O circuito de golfe LIV enfrenta seu mês mais crítico desde sua criação. A queda do investimento saudita deixou o torneio sem rede de segurança, e seu diretor Scott O'Neil já está em modo de emergência buscando capital fresco para garantir a próxima temporada. Sem esse respaldo, os jogadores podem desertar para circuitos rivais, colocando em xeque um evento que sustenta empregos, hotéis e a chegada de turistas às cidades-sede. A pergunta já não é se a LIV vai crescer, mas se vai sobreviver.
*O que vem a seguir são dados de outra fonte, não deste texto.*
//! Example comparing home-bucket insertion with load-balanced insertion.
//!
//! Run with: cargo run --example load_balancing

use stockkit::prelude::*;

const SCRIPT: &str = "\
8
add 1 3 rivets 40 2
add 1 13 screws 35 4
add 1 23 washers 50 1
add 1 33 dowels 12 6
add 1 43 pins 18 3
purchase 2 23 10
restock 33 8
delete 43
";

fn main() {
    tracing_subscriber::fmt()
        .with_env_filter(
            tracing_subscriber::EnvFilter::from_default_env()
                .add_directive(tracing::Level::INFO.into()),
        )
        .init();

    println!("=== Load Balancing ===\n");

    // Same ids through both insertion paths: every id hashes to bucket 0.
    let entries: Vec<StockEntry> = (0..8)
        .map(|n| StockEntry::new(1, n * 10, format!("bin-{n}"), 10, n))
        .collect();

    println!("1. add_product: everything lands in bucket 0");
    let mut primary = Warehouse::new();
    for entry in entries.iter().cloned() {
        let insertion =
            primary.add_product(entry.id, entry.name, entry.stock, entry.day, entry.demand);
        if let Some(evicted) = insertion.evicted {
            println!("   evicted id {}", evicted.id());
        }
    }
    println!("   stored {} of {}", primary.len(), entries.len());
    println!();

    println!("2. better_add_product: overflow spills into siblings");
    let balanced = Warehouse::from_entries(DemandRecency, entries.iter().cloned());
    for (index, bucket) in balanced.buckets().iter().enumerate() {
        if !bucket.is_empty() {
            println!("   bucket {index}: {bucket}");
        }
    }
    println!("   stored {} of {}", balanced.len(), entries.len());
    println!();

    println!("3. Command script");
    let mut warehouse = Warehouse::new();
    match parse_commands(SCRIPT) {
        Ok(commands) => {
            for (command, outcome) in commands.clone().into_iter().zip(warehouse.apply_all(commands)) {
                println!("   {command:?} -> {outcome:?}");
            }
        },
        Err(err) => eprintln!("   bad script: {err}"),
    }
    println!("\n{warehouse}");
}
//! # Popularity Scoring Capability
//!
//! Buckets are min-heaps ordered by an item's *popularity*. The formula is
//! not part of the warehouse: it is injected as a [`PopularityPolicy`] and
//! threaded through every heap primitive that compares two items.
//!
//! ## Architecture
//!
//! ```text
//!   ┌──────────────────────────────────────────────────────────────────┐
//!   │                      Warehouse<P>                                │
//!   │                                                                  │
//!   │   policy: P ──────────────┐                                      │
//!   │                           │ &P                                   │
//!   │   buckets: [Bucket; N]    ▼                                      │
//!   │     ├── sink(i, &P)      P::popularity(&Item) -> P::Score        │
//!   │     ├── swim(i, &P)                                              │
//!   │     ├── min_position(&P)                                         │
//!   │     └── check_invariants(&P)                                     │
//!   └──────────────────────────────────────────────────────────────────┘
//! ```
//!
//! ## Implementations
//!
//! | Implementor                                     | Score                         |
//! |-------------------------------------------------|-------------------------------|
//! | [`DemandRecency`](crate::policy::DemandRecency) | `demand + last_purchase_day`  |
//! | [`DemandOnly`](crate::policy::DemandOnly)       | `demand`                      |
//! | [`WeightedRecency`](crate::policy::WeightedRecency) | weighted sum              |
//! | any `Fn(&Item) -> S` where `S: Ord + Copy`      | whatever the closure returns  |
//!
//! ## Contract
//!
//! - Scores must be a pure function of the item's fields. The warehouse
//!   assumes a stored item's score only changes when the warehouse itself
//!   mutates the item.
//! - Lower scores are evicted first.
//!
//! ## Example
//!
//! ```
//! use stockkit::item::Item;
//! use stockkit::store::Warehouse;
//!
//! // Rank purely by remaining stock: items with little stock left go first.
//! let mut warehouse = Warehouse::with_policy(|item: &Item| item.stock());
//! warehouse.add_product(1, "a", 3, 0, 0);
//! warehouse.add_product(11, "b", 1, 0, 0);
//! assert_eq!(warehouse.bucket(1).unwrap().get(1).unwrap().id(), 11);
//! ```

use std::fmt::Debug;

use crate::item::Item;

/// Derives the heap ordering key for an [`Item`].
pub trait PopularityPolicy {
    /// Comparable score; smaller means less popular.
    type Score: Ord + Copy + Debug;

    /// Scores `item`.
    fn popularity(&self, item: &Item) -> Self::Score;
}

impl<F, S> PopularityPolicy for F
where
    F: Fn(&Item) -> S,
    S: Ord + Copy + Debug,
{
    type Score = S;

    #[inline]
    fn popularity(&self, item: &Item) -> S {
        self(item)
    }
}

#[cfg(test)]
mod tests {
    use super::*;

    fn score_with<P: PopularityPolicy>(policy: &P, item: &Item) -> P::Score {
        policy.popularity(item)
    }

    #[test]
    fn closures_are_policies() {
        let by_stock = |item: &Item| item.stock();
        let item = Item::new(1, "x", 9, 0, 0);
        assert_eq!(score_with(&by_stock, &item), 9);
    }

    #[test]
    fn closure_scores_may_be_tuples() {
        let by_demand_then_id = |item: &Item| (item.demand(), item.id());
        let a = Item::new(1, "a", 0, 0, 5);
        let b = Item::new(2, "b", 0, 0, 5);
        assert!(score_with(&by_demand_then_id, &a) < score_with(&by_demand_then_id, &b));
    }
}
//! Item records stored in warehouse buckets.
//!
//! An [`Item`] is created on insertion, mutated in place by restock and
//! purchase, and destroyed by deletion or eviction. Items are moved between
//! buckets, never cloned by the warehouse.
//!
//! [`StockEntry`] is the `(day, id, name, stock, demand)` tuple accepted by
//! bulk construction.

use std::fmt;

/// A single product record.
///
/// `updated_day` is the day the record was created or last re-inserted by a
/// purchase. `last_purchase_day` feeds the popularity score of
/// [`DemandRecency`](crate::policy::DemandRecency).
///
/// # Example
///
/// ```
/// use stockkit::item::Item;
///
/// let item = Item::new(42, "lamp", 10, 3, 7);
/// assert_eq!(item.id(), 42);
/// assert_eq!(item.stock(), 10);
/// assert_eq!(item.last_purchase_day(), 3);
/// assert_eq!(item.demand(), 7);
/// ```
#[derive(Debug, Clone, PartialEq, Eq)]
pub struct Item {
    id: u64,
    name: String,
    stock: u64,
    updated_day: u32,
    demand: u64,
    last_purchase_day: u32,
}

impl Item {
    /// Creates a record stocked on `day`; both day fields start at `day`.
    pub fn new(id: u64, name: impl Into<String>, stock: u64, day: u32, demand: u64) -> Self {
        Self {
            id,
            name: name.into(),
            stock,
            updated_day: day,
            demand,
            last_purchase_day: day,
        }
    }

    #[inline]
    pub fn id(&self) -> u64 {
        self.id
    }

    #[inline]
    pub fn name(&self) -> &str {
        &self.name
    }

    #[inline]
    pub fn stock(&self) -> u64 {
        self.stock
    }

    /// Day the record was created or last re-inserted.
    #[inline]
    pub fn updated_day(&self) -> u32 {
        self.updated_day
    }

    #[inline]
    pub fn demand(&self) -> u64 {
        self.demand
    }

    #[inline]
    pub fn last_purchase_day(&self) -> u32 {
        self.last_purchase_day
    }

    /// Increases stock by `amount`. Stock is not part of the ordering key.
    pub(crate) fn add_stock(&mut self, amount: u64) {
        self.stock = self.stock.saturating_add(amount);
    }

    /// Applies a purchase of `amount` units on `day`.
    ///
    /// Callers must check `amount <= stock` first.
    pub(crate) fn record_purchase(&mut self, day: u32, amount: u64) {
        debug_assert!(amount <= self.stock);
        self.stock -= amount;
        self.demand = self.demand.saturating_add(amount);
        self.last_purchase_day = day;
        self.updated_day = day;
    }
}

impl fmt::Display for Item {
    fn fmt(&self, f: &mut fmt::Formatter<'_>) -> fmt::Result {
        write!(
            f,
            "({}: {}, stock {}, demand {}, last purchase day {})",
            self.id, self.name, self.stock, self.demand, self.last_purchase_day
        )
    }
}

/// One row of a bulk stock list: `(day, id, name, stock, demand)`.
#[derive(Debug, Clone, PartialEq, Eq)]
pub struct StockEntry {
    pub day: u32,
    pub id: u64,
    pub name: String,
    pub stock: u64,
    pub demand: u64,
}

impl StockEntry {
    pub fn new(day: u32, id: u64, name: impl Into<String>, stock: u64, demand: u64) -> Self {
        Self {
            day,
            id,
            name: name.into(),
            stock,
            demand,
        }
    }
}

impl From<StockEntry> for Item {
    fn from(entry: StockEntry) -> Self {
        Item::new(entry.id, entry.name, entry.stock, entry.day, entry.demand)
    }
}

#[cfg(test)]
mod tests {
    use super::*;

    #[test]
    fn new_item_sets_both_days() {
        let item = Item::new(7, "bolt", 4, 12, 1);
        assert_eq!(item.updated_day(), 12);
        assert_eq!(item.last_purchase_day(), 12);
        assert_eq!(item.name(), "bolt");
    }

    #[test]
    fn add_stock_saturates() {
        let mut item = Item::new(1, "nut", u64::MAX - 1, 0, 0);
        item.add_stock(10);
        assert_eq!(item.stock(), u64::MAX);
    }

    #[test]
    fn record_purchase_moves_stock_into_demand() {
        let mut item = Item::new(1, "nut", 10, 2, 3);
        item.record_purchase(9, 4);
        assert_eq!(item.stock(), 6);
        assert_eq!(item.demand(), 7);
        assert_eq!(item.last_purchase_day(), 9);
        assert_eq!(item.updated_day(), 9);
    }

    #[test]
    fn display_lists_fields() {
        let item = Item::new(30, "gear", 5, 1, 2);
        assert_eq!(
            item.to_string(),
            "(30: gear, stock 5, demand 2, last purchase day 1)"
        );
    }

    #[test]
    fn stock_entry_converts_into_item() {
        let entry = StockEntry::new(3, 14, "spring", 8, 6);
        let item: Item = entry.into();
        assert_eq!(item, Item::new(14, "spring", 8, 3, 6));
    }
}
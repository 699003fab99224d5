//! Example walking through the primary warehouse operations.
//!
//! Run with: cargo run --example basic_warehouse
//! Set `RUST_LOG=stockkit=debug` to see eviction events.

use stockkit::prelude::*;

fn main() {
    tracing_subscriber::fmt()
        .with_env_filter(
            tracing_subscriber::EnvFilter::from_default_env()
                .add_directive(tracing::Level::INFO.into()),
        )
        .init();

    println!("=== Warehouse Basics ===\n");

    let mut warehouse = Warehouse::new();

    // Example 1: Fill bucket 0
    println!("1. Fill bucket 0 (ids 0, 10, 20, 30, 40)");
    for (demand, id) in [0u64, 10, 20, 30, 40].into_iter().enumerate() {
        warehouse.add_product(id, format!("widget-{id}"), 20, 1, demand as u64 + 1);
    }
    println!("   bucket 0: {}", warehouse.bucket(0).unwrap());
    println!();

    // Example 2: A sixth item evicts the least popular
    println!("2. Add id 50 to the full bucket");
    let insertion = warehouse.add_product(50, "widget-50", 20, 1, 9);
    if let Some(evicted) = &insertion.evicted {
        println!("   evicted {evicted}");
    }
    println!("   bucket 0: {}", warehouse.bucket(0).unwrap());
    println!();

    // Example 3: Restock and purchase
    println!("3. Restock id 20 and sell some units");
    warehouse.restock_product(20, 5);
    match warehouse.purchase_product(20, 4, 10) {
        Outcome::Applied => println!("   sold 10 units of id 20"),
        other => println!("   purchase failed: {other:?}"),
    }
    match warehouse.purchase_product(20, 4, 100) {
        Outcome::InsufficientStock {
            requested,
            available,
        } => println!("   cannot sell {requested}, only {available} left"),
        other => println!("   unexpected: {other:?}"),
    }
    println!("   id 20 is now {}", warehouse.get(20).unwrap());
    println!();

    // Example 4: Delete
    println!("4. Delete id 30");
    if let Some(removed) = warehouse.delete_product(30) {
        println!("   removed {removed}");
    }
    println!();

    println!("Final warehouse:\n{warehouse}");
    if let Err(err) = warehouse.check_invariants() {
        eprintln!("invariant violated: {err}");
    }
}
//! Weighted blend of demand and recency.

use crate::error::ConfigError;
use crate::item::Item;
use crate::traits::PopularityPolicy;

/// `demand * demand_weight + last_purchase_day * recency_weight`.
///
/// [`DemandRecency`](super::DemandRecency) is the `(1, 1)` case.
///
/// # Example
///
/// ```
/// use stockkit::item::Item;
/// use stockkit::policy::WeightedRecency;
/// use stockkit::traits::PopularityPolicy;
///
/// let policy = WeightedRecency::try_new(2, 1).unwrap();
/// let item = Item::new(1, "crate", 5, 10, 3);
/// assert_eq!(policy.popularity(&item), 2 * 3 + 10);
/// ```
#[derive(Debug, Clone, Copy, PartialEq, Eq)]
pub struct WeightedRecency {
    demand_weight: u64,
    recency_weight: u64,
}

impl WeightedRecency {
    /// Creates a policy, rejecting the degenerate all-zero weighting.
    ///
    /// # Errors
    ///
    /// Returns [`ConfigError`] if both weights are zero, since every item
    /// would then score the same.
    pub fn try_new(demand_weight: u64, recency_weight: u64) -> Result<Self, ConfigError> {
        if demand_weight == 0 && recency_weight == 0 {
            return Err(ConfigError::new(
                "at least one of demand_weight and recency_weight must be non-zero",
            ));
        }
        Ok(Self {
            demand_weight,
            recency_weight,
        })
    }

    pub fn demand_weight(&self) -> u64 {
        self.demand_weight
    }

    pub fn recency_weight(&self) -> u64 {
        self.recency_weight
    }
}

impl PopularityPolicy for WeightedRecency {
    type Score = u64;

    #[inline]
    fn popularity(&self, item: &Item) -> u64 {
        item.demand()
            .saturating_mul(self.demand_weight)
            .saturating_add(u64::from(item.last_purchase_day()).saturating_mul(self.recency_weight))
    }
}

#[cfg(test)]
mod tests {
    use super::*;
    use crate::policy::DemandRecency;

    #[test]
    fn rejects_all_zero_weights() {
        assert!(WeightedRecency::try_new(0, 0).is_err());
        assert!(WeightedRecency::try_new(0, 1).is_ok());
        assert!(WeightedRecency::try_new(1, 0).is_ok());
    }

    #[test]
    fn unit_weights_match_demand_recency() {
        let policy = WeightedRecency::try_new(1, 1).unwrap();
        for (day, demand) in [(0, 0), (3, 9), (17, 2)] {
            let item = Item::new(1, "x", 0, day, demand);
            assert_eq!(policy.popularity(&item), DemandRecency.popularity(&item));
        }
    }

    #[test]
    fn demand_heavy_weighting_reorders_items() {
        let policy = WeightedRecency::try_new(10, 1).unwrap();
        let busy_but_old = Item::new(1, "a", 0, 1, 5);
        let quiet_but_new = Item::new(2, "b", 0, 20, 1);
        assert!(policy.popularity(&quiet_but_new) < policy.popularity(&busy_but_old));
        assert!(DemandRecency.popularity(&busy_but_old) < DemandRecency.popularity(&quiet_but_new));
    }
}
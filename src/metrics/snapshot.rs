#[derive(Debug, Default, Clone, PartialEq, Eq)]
pub struct WarehouseMetricsSnapshot {
    pub insert_calls: u64,
    pub home_inserts: u64,
    pub sibling_inserts: u64, // placed outside the home bucket by better_add_product
    pub evictions: u64,
    pub replacements: u64, // inserts that displaced a record with the same id
    pub restock_calls: u64,
    pub delete_calls: u64,
    pub purchase_calls: u64,
    pub purchase_applied: u64,
    pub purchase_rejected: u64, // insufficient stock
    pub lookup_misses: u64,
    pub clears: u64,

    // gauges captured at snapshot time
    pub len: usize,
    pub capacity: usize,
    pub bucket_lens: Vec<usize>,
}
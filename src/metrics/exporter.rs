use std::io::Write;
use std::sync::{Mutex, PoisonError};

use crate::metrics::snapshot::WarehouseMetricsSnapshot;
use crate::metrics::traits::MetricsExporter;

/// Prometheus text exporter for warehouse metrics snapshots.
///
/// Writes the Prometheus text exposition format so the output can be
/// scraped by Prometheus or forwarded to an OpenTelemetry collector.
#[derive(Debug)]
pub struct PrometheusTextExporter<W: Write + Send> {
    prefix: String,
    writer: Mutex<W>,
}

impl<W: Write + Send> PrometheusTextExporter<W> {
    pub fn new(prefix: impl Into<String>, writer: W) -> Self {
        Self {
            prefix: prefix.into(),
            writer: Mutex::new(writer),
        }
    }

    /// Consumes the exporter and returns the writer.
    pub fn into_inner(self) -> W {
        self.writer
            .into_inner()
            .unwrap_or_else(PoisonError::into_inner)
    }

    fn write_counter(&self, name: &str, value: u64) {
        let mut writer = self.writer.lock().unwrap_or_else(PoisonError::into_inner);
        let _ = writeln!(writer, "# TYPE {} counter", name);
        let _ = writeln!(writer, "{} {}", name, value);
    }

    fn write_gauge(&self, name: &str, value: u64) {
        let mut writer = self.writer.lock().unwrap_or_else(PoisonError::into_inner);
        let _ = writeln!(writer, "# TYPE {} gauge", name);
        let _ = writeln!(writer, "{} {}", name, value);
    }

    fn write_bucket_gauges(&self, name: &str, values: &[usize]) {
        let mut writer = self.writer.lock().unwrap_or_else(PoisonError::into_inner);
        let _ = writeln!(writer, "# TYPE {} gauge", name);
        for (bucket, value) in values.iter().enumerate() {
            let _ = writeln!(writer, "{}{{bucket=\"{}\"}} {}", name, bucket, value);
        }
    }

    fn metric_name(&self, suffix: &str) -> String {
        if self.prefix.is_empty() {
            suffix.to_string()
        } else {
            format!("{}_{}", self.prefix, suffix)
        }
    }
}

impl<W: Write + Send> MetricsExporter<WarehouseMetricsSnapshot> for PrometheusTextExporter<W> {
    fn export(&self, snapshot: &WarehouseMetricsSnapshot) {
        let counters = [
            ("insert_calls_total", snapshot.insert_calls),
            ("home_inserts_total", snapshot.home_inserts),
            ("sibling_inserts_total", snapshot.sibling_inserts),
            ("evictions_total", snapshot.evictions),
            ("replacements_total", snapshot.replacements),
            ("restock_calls_total", snapshot.restock_calls),
            ("delete_calls_total", snapshot.delete_calls),
            ("purchase_calls_total", snapshot.purchase_calls),
            ("purchase_applied_total", snapshot.purchase_applied),
            ("purchase_rejected_total", snapshot.purchase_rejected),
            ("lookup_misses_total", snapshot.lookup_misses),
            ("clears_total", snapshot.clears),
        ];
        for (suffix, value) in counters {
            self.write_counter(&self.metric_name(suffix), value);
        }
        self.write_gauge(&self.metric_name("len"), snapshot.len as u64);
        self.write_gauge(&self.metric_name("capacity"), snapshot.capacity as u64);
        self.write_bucket_gauges(&self.metric_name("bucket_len"), &snapshot.bucket_lens);
    }
}
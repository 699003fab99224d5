use crate::item::Item;

/// Result of a restock, delete or purchase.
///
/// Missing ids and short stock are ordinary business conditions: the
/// operation leaves the warehouse untouched and says why. Callers that do
/// not care may ignore the value.
#[derive(Debug, Clone, Copy, PartialEq, Eq)]
pub enum Outcome {
    /// The operation mutated the warehouse.
    Applied,
    /// No item with the requested id is stored.
    NotFound,
    /// A purchase asked for more units than are in stock.
    InsufficientStock { requested: u64, available: u64 },
}

impl Outcome {
    /// Returns `true` if the warehouse was mutated.
    #[inline]
    pub fn is_applied(&self) -> bool {
        matches!(self, Outcome::Applied)
    }
}

/// Where an inserted item landed and what it displaced.
#[derive(Debug, Clone, PartialEq, Eq)]
pub struct Insertion {
    /// Bucket now holding the new item.
    pub bucket: usize,
    /// Least popular item removed to make room, if the bucket was full.
    pub evicted: Option<Item>,
    /// Previous record with the same id, removed before inserting.
    pub replaced: Option<Item>,
}

impl Insertion {
    /// Returns `true` if an unrelated item was evicted.
    #[inline]
    pub fn evicted_any(&self) -> bool {
        self.evicted.is_some()
    }
}

#[cfg(test)]
mod tests {
    use super::*;

    #[test]
    fn only_applied_is_applied() {
        assert!(Outcome::Applied.is_applied());
        assert!(!Outcome::NotFound.is_applied());
        assert!(
            !Outcome::InsufficientStock {
                requested: 3,
                available: 1
            }
            .is_applied()
        );
    }

    #[test]
    fn evicted_any_reflects_eviction() {
        let quiet = Insertion {
            bucket: 2,
            evicted: None,
            replaced: None,
        };
        assert!(!quiet.evicted_any());

        let loud = Insertion {
            evicted: Some(Item::new(12, "x", 0, 0, 0)),
            ..quiet
        };
        assert!(loud.evicted_any());
    }
}
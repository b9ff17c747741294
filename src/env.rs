//! 环境句柄与物化引擎
//!
//! 进程环境是全局可变状态，通过显式的 `EnvironmentHandle` 能力传入
//! `apply`，从不隐式触碰。这让变更点可审计，测试中可以用内存映射
//! 替换真实的进程环境。

use crate::types::ParseResult;
use std::collections::HashMap;

/// 环境的窄读写能力：只有 get/set
///
/// 环境表由宿主进程拥有，本组件只通过这个接口读写。
pub trait EnvironmentHandle {
    fn get(&self, key: &str) -> Option<String>;
    fn set(&mut self, key: &str, value: &str);
}

/// 真实的进程环境
///
/// # 并发
/// 进程环境是进程级共享的，宿主运行时通常不对其做同步。
/// 多线程并发调用 `apply` 时需要调用方自行串行化，本组件不提供锁。
#[derive(Debug, Default)]
pub struct ProcessEnv;

impl EnvironmentHandle for ProcessEnv {
    fn get(&self, key: &str) -> Option<String> {
        std::env::var(key).ok()
    }

    fn set(&mut self, key: &str, value: &str) {
        // SAFETY: 调用方负责串行化，见类型文档
        unsafe { std::env::set_var(key, value) };
    }
}

/// 内存环境（测试替身，也用于构造子进程环境）
#[derive(Debug, Clone, Default)]
pub struct MemoryEnv {
    vars: HashMap<String, String>,
}

impl MemoryEnv {
    pub fn new() -> Self {
        Self::default()
    }

    /// 以当前进程环境为起点创建快照
    pub fn snapshot_process() -> Self {
        Self {
            vars: std::env::vars().collect(),
        }
    }

    pub fn from_pairs<I, K, V>(pairs: I) -> Self
    where
        I: IntoIterator<Item = (K, V)>,
        K: Into<String>,
        V: Into<String>,
    {
        Self {
            vars: pairs
                .into_iter()
                .map(|(k, v)| (k.into(), v.into()))
                .collect(),
        }
    }

    pub fn iter(&self) -> impl Iterator<Item = (&str, &str)> {
        self.vars.iter().map(|(k, v)| (k.as_str(), v.as_str()))
    }
}

impl EnvironmentHandle for MemoryEnv {
    fn get(&self, key: &str) -> Option<String> {
        self.vars.get(key).cloned()
    }

    fn set(&mut self, key: &str, value: &str) {
        self.vars.insert(key.to_string(), value.to_string());
    }
}

/// 环境物化引擎
///
/// 把 `ParseResult` 按优先级策略写入环境：
/// - override = true：文件值无条件覆盖
/// - override = false：只填补空缺，已有的进程级设置优先
pub struct EnvMaterializer;

impl EnvMaterializer {
    /// 按解析顺序应用条目，返回实际写入的 key 数量
    ///
    /// 返回值区分"已存在未改动"和"实际写入"，调用方可以据此报告变更。
    /// 变更同步生效，无缓冲。
    pub fn apply(result: &ParseResult, env: &mut dyn EnvironmentHandle, override_existing: bool) -> usize {
        let mut applied = 0;

        for entry in &result.entries {
            if override_existing || env.get(&entry.key).is_none() {
                env.set(&entry.key, &entry.value);
                applied += 1;
            }
        }

        applied
    }
}

#[cfg(test)]
mod tests {
    use super::*;
    use crate::parser::EnvFileParser;
    use serial_test::serial;

    fn parsed(content: &str) -> ParseResult {
        EnvFileParser::parse(content, |_| None)
    }

    #[test]
    fn test_apply_override_true_replaces_existing() {
        let mut env = MemoryEnv::from_pairs([("DEBUG", "false")]);
        let result = parsed("DEBUG=true");

        let applied = EnvMaterializer::apply(&result, &mut env, true);

        assert_eq!(applied, 1);
        assert_eq!(env.get("DEBUG").as_deref(), Some("true"));
    }

    #[test]
    fn test_apply_override_false_preserves_existing() {
        // 已存在的进程级设置优先，只填补空缺
        let mut env = MemoryEnv::from_pairs([("DEBUG", "false")]);
        let result = parsed("DEBUG=true\nNEW_KEY=1");

        let applied = EnvMaterializer::apply(&result, &mut env, false);

        assert_eq!(applied, 1);
        assert_eq!(env.get("DEBUG").as_deref(), Some("false"));
        assert_eq!(env.get("NEW_KEY").as_deref(), Some("1"));
    }

    #[test]
    fn test_apply_returns_written_count() {
        let mut env = MemoryEnv::from_pairs([("A", "old"), ("B", "old")]);
        let result = parsed("A=1\nB=2\nC=3");

        assert_eq!(EnvMaterializer::apply(&result, &mut env.clone(), true), 3);
        assert_eq!(EnvMaterializer::apply(&result, &mut env, false), 1);
    }

    #[test]
    fn test_apply_idempotent_with_override() {
        let result = parsed("A=1\nB=2");

        let mut once = MemoryEnv::new();
        EnvMaterializer::apply(&result, &mut once, true);

        let mut twice = MemoryEnv::new();
        EnvMaterializer::apply(&result, &mut twice, true);
        EnvMaterializer::apply(&result, &mut twice, true);

        let mut a: Vec<_> = once.iter().collect();
        let mut b: Vec<_> = twice.iter().collect();
        a.sort();
        b.sort();
        assert_eq!(a, b);
    }

    #[test]
    fn test_apply_follows_parse_order() {
        // 同一 key 在解析阶段已经合并，apply 阶段每个 key 只写一次
        let mut env = MemoryEnv::new();
        let result = parsed("A=1\nA=2");

        let applied = EnvMaterializer::apply(&result, &mut env, true);

        assert_eq!(applied, 1);
        assert_eq!(env.get("A").as_deref(), Some("2"));
    }

    #[test]
    #[serial]
    fn test_process_env_roundtrip() {
        // 触碰真实进程环境的测试串行执行
        let mut env = ProcessEnv;
        let result = parsed("ENVFILE_TEST_ROUNDTRIP=42");

        let applied = EnvMaterializer::apply(&result, &mut env, true);

        assert_eq!(applied, 1);
        assert_eq!(
            std::env::var("ENVFILE_TEST_ROUNDTRIP").as_deref(),
            Ok("42")
        );
        unsafe { std::env::remove_var("ENVFILE_TEST_ROUNDTRIP") };
    }
}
A estratégia técnica: reestruturar o modelo de negócio para atrair fundos 💼
O'Neil não está apenas procurando um cheque; ele também trabalha em uma reengenharia financeira. Fontes internas indicam que se avalia reduzir os custos operacionais por evento, renegociar contratos de televisão e oferecer participações acionárias a patrocinadores locais. A ideia é transformar a LIV em um produto mais atraente para fundos de investimento que exigem rentabilidade no curto prazo. No entanto, cada semana de atraso no fechamento de um acordo aumenta o risco de os golfistas assinarem com o PGA Tour ou o DP World Tour, onde a estabilidade econômica é um fato.
A ironia do golfe: agora precisam de um hole-in-one financeiro ⛳
É curioso que um circuito nascido para desafiar a ordem estabelecida agora implore por um salva-vidas. Os mesmos xeiques que prometiam revolucionar o esporte com bolsas milionárias parecem ter perdido o interesse, e O'Neil corre atrás de qualquer investidor para não suspender o calendário. Enquanto isso, os fãs sonham em ver seus ídolos no campo, e não em uma sala de reuniões. Se o dinheiro não aparecer logo, o próximo grande golpe da LIV pode ser o da sua própria queda.